**THE PROBLEM:**
Extract each line holding the word "scheduler" from the entries.

====================

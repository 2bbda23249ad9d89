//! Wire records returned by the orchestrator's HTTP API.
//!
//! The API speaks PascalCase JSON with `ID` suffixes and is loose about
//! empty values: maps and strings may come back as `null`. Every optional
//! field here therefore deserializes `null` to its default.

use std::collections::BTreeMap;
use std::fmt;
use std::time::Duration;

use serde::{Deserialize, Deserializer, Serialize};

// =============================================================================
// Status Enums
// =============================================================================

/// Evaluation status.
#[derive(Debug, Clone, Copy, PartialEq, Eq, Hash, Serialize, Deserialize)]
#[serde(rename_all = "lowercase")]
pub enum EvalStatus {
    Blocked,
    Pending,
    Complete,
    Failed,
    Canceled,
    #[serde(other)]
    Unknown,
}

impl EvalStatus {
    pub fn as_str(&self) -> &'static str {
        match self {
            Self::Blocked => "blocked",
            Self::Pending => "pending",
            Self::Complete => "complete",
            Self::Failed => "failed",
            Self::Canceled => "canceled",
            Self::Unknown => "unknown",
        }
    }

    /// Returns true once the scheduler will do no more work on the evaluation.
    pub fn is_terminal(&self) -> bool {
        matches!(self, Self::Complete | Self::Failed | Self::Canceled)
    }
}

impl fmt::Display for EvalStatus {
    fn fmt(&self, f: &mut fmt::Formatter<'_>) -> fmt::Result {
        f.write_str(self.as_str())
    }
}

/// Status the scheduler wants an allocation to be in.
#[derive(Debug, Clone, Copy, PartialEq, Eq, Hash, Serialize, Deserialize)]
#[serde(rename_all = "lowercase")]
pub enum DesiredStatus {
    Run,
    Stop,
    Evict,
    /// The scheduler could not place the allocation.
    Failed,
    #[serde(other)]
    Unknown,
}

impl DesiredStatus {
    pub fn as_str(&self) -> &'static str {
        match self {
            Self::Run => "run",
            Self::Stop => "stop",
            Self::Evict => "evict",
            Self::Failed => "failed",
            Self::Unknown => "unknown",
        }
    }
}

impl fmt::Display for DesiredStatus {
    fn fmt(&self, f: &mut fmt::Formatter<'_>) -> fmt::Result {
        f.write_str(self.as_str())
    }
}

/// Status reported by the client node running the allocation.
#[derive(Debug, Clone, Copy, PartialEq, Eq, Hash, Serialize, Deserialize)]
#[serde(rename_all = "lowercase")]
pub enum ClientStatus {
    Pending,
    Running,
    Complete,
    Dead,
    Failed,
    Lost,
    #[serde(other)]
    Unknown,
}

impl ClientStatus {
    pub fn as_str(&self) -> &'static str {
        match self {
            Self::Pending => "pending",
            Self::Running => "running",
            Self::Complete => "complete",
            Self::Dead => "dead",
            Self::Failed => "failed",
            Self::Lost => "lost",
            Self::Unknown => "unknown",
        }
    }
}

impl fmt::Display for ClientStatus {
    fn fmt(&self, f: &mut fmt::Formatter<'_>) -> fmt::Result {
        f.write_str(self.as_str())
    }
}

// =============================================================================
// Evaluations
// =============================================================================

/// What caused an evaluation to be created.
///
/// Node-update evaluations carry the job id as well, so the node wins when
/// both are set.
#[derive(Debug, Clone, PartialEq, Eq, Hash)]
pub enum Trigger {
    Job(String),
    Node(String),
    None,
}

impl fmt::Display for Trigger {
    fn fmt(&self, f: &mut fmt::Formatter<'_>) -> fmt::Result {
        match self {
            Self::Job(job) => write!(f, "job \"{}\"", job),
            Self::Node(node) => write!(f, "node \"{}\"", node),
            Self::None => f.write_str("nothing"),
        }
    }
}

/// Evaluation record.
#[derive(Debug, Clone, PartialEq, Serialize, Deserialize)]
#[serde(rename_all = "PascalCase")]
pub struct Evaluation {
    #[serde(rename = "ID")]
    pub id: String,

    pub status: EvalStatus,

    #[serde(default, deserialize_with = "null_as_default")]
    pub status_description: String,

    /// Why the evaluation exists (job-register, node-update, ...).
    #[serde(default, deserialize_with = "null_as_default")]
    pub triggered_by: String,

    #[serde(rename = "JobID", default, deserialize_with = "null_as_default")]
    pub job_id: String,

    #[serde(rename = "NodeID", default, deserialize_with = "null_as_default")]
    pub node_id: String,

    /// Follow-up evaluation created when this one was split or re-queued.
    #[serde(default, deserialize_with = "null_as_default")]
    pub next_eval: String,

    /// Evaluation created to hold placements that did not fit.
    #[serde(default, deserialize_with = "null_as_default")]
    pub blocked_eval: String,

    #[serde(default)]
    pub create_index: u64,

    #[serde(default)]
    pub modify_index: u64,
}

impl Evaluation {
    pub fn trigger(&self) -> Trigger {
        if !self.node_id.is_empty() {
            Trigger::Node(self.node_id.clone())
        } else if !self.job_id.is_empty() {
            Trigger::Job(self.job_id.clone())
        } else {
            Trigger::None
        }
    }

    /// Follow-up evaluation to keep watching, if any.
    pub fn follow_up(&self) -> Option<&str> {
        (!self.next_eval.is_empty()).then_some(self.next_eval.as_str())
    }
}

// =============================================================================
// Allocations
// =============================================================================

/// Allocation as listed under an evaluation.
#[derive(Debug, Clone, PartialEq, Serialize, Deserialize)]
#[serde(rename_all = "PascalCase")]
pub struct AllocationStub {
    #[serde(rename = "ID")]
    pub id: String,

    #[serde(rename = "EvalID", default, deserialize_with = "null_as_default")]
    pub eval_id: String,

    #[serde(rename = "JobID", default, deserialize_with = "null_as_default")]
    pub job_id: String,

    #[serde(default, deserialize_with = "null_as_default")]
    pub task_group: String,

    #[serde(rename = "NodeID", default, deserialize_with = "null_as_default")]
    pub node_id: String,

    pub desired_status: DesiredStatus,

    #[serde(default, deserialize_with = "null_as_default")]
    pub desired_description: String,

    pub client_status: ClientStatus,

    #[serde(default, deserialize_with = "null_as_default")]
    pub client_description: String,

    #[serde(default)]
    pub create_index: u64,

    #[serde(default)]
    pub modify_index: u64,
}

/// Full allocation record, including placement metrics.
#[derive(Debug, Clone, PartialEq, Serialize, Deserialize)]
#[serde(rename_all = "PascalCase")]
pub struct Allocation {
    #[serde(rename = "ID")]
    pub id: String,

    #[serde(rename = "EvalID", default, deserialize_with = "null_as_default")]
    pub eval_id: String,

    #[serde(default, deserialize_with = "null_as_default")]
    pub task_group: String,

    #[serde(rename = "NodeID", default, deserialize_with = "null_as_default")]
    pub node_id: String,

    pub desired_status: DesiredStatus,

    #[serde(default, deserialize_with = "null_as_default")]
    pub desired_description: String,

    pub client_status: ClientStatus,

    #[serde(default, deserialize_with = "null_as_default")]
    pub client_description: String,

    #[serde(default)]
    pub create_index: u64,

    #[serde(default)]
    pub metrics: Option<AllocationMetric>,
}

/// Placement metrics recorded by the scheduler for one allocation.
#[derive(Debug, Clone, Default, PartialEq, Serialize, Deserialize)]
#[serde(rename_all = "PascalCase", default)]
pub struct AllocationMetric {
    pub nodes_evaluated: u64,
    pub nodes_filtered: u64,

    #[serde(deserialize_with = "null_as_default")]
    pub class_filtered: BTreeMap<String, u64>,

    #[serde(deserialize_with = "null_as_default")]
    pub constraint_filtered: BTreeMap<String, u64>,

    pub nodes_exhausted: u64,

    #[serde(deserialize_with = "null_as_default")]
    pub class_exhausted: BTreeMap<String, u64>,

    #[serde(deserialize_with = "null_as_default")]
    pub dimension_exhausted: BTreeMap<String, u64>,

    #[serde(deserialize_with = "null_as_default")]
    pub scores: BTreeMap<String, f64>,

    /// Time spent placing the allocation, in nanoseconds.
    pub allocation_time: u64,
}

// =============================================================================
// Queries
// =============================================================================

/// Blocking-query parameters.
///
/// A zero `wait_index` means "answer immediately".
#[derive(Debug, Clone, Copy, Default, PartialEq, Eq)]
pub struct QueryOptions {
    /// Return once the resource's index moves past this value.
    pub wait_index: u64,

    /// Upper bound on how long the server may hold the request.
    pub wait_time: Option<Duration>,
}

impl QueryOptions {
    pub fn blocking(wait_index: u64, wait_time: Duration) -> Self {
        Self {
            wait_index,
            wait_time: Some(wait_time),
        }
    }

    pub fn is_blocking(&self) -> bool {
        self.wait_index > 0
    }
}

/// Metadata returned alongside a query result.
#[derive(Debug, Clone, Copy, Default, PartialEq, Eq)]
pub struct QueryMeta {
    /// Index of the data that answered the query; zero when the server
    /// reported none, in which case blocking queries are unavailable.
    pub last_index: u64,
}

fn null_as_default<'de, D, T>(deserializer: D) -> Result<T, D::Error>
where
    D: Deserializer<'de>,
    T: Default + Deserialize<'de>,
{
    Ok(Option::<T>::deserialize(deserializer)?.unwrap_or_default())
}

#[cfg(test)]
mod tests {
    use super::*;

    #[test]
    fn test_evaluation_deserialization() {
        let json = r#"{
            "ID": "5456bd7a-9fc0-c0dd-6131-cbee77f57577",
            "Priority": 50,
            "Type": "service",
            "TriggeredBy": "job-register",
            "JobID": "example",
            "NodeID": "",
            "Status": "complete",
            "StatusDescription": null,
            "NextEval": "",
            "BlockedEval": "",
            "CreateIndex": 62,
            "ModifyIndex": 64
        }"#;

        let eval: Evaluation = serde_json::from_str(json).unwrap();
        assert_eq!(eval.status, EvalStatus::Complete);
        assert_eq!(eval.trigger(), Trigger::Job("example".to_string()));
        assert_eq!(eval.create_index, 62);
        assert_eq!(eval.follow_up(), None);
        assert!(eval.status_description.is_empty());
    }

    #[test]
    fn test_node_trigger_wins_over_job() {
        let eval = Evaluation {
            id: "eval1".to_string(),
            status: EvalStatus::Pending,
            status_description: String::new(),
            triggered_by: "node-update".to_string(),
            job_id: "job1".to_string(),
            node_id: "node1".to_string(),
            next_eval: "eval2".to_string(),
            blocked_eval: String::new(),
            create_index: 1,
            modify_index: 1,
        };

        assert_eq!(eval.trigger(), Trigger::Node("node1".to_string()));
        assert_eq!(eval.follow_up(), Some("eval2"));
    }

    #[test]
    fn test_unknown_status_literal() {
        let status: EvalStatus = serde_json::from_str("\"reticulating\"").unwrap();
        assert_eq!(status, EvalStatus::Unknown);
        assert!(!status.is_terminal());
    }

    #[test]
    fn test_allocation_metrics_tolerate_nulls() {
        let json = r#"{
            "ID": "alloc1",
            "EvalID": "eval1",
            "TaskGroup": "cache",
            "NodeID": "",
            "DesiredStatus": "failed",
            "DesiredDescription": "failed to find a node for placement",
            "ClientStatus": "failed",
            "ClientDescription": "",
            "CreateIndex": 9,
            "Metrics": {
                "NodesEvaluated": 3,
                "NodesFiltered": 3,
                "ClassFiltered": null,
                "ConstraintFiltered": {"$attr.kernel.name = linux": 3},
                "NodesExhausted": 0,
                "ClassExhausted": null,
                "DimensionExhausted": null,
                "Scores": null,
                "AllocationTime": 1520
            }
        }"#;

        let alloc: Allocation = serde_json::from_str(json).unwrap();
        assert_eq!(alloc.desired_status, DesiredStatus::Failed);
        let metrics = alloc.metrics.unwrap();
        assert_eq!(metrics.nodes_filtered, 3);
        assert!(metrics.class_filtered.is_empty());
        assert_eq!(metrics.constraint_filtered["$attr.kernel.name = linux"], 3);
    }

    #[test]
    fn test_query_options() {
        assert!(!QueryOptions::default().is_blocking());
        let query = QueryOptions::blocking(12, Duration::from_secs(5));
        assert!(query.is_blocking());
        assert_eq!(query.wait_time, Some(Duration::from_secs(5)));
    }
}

====================

**REPLY TO THE TASK:**
    /// Returns true once the scheduler will do no more work on the evaluation.
/// Status the scheduler wants an allocation to be in.
    /// The scheduler could not place the allocation.
/// Placement metrics recorded by the scheduler for one allocation.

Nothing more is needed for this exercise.